Negative filter of scRNAseq

I've added a scRNA-seq SraRunInfo.csv which we can use to seperate scRNAseq (which are likely no good for assembly) from other RNAseq libraries. This is available at s3://lovelywater/sra/scRNA_SraRunInfo.csv

rchikhi commented 4 years ago

some single cell RNAseqs may only sequence the 3-prime end of transcripts, and some others are full-length, see https://www.frontiersin.org/files/Articles/441123/fgene-10-00317-HTML/image_m/fgene-10-00317-t001.jpg

ababaian commented 4 years ago

Even if it's not 3' end scRNAseq, do you really think we can assemble them?

rchikhi commented 4 years ago

if it's full-length and has CoV hits, it's worth a try. EDIT: enough cov hits :)

rcedgar commented 4 years ago

@ababaian it seems you/someone on the team implemented something like an "assemblabilty score" in R and generated lists of sets to be assembled after the initial 1k test, but I can't find the lists or the score implementation -- can you comment here what you did, then we can close this issue?

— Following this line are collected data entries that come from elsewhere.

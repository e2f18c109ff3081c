//! Declaration parsing and multi-equation desugaring.

use rustc_hash::FxHashMap;
use smallvec::SmallVec;

use freec_common::{Result, Span};
use freec_ir::{
    Alt, ConDecl, ConPat, DataDecl, DeclIdent, Expr, ExprKind, FuncDecl, ImportDecl, Module,
    Name, QName, TypeDecl, TypeSig, TypeSchema, TypeSynDecl, TypeVarDecl, VarPat,
};
use freec_scanner::TokenKind;

use crate::types::{LIST_TYCON, PAIR_TYCON};
use crate::Parser;

/// A function-argument pattern before desugaring.
enum EqPat {
    Var(VarPat),
    Con {
        span: Span,
        name: QName,
        args: SmallVec<[VarPat; 4]>,
    },
}

/// One equation of a function binding.
struct Equation {
    span: Span,
    name: Name,
    name_span: Span,
    pats: Vec<EqPat>,
    rhs: Expr,
}

enum Item {
    Import(ImportDecl),
    Type(TypeDecl),
    Sig(Vec<TypeSig>),
    Eq(Equation),
}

ababaian commented 4 years ago

So there's no good way to do this outright it looks like. Right now it's simply a filter based on score (>60), aligned reads (>200) per family. Assembly was cost-optimized a bit so I don't think we have to be as stingy, we can tolerate a poorer classifier and just assemble a bunch of junk. I'm still exploring the data a bit to figure out how to do this better. I think with a collection of CatA and CatB assemblies we can cross-reference the report data with assembly outcome and try and create a classifer based on that. This issue is far from closed, I haven't even begun to really address it.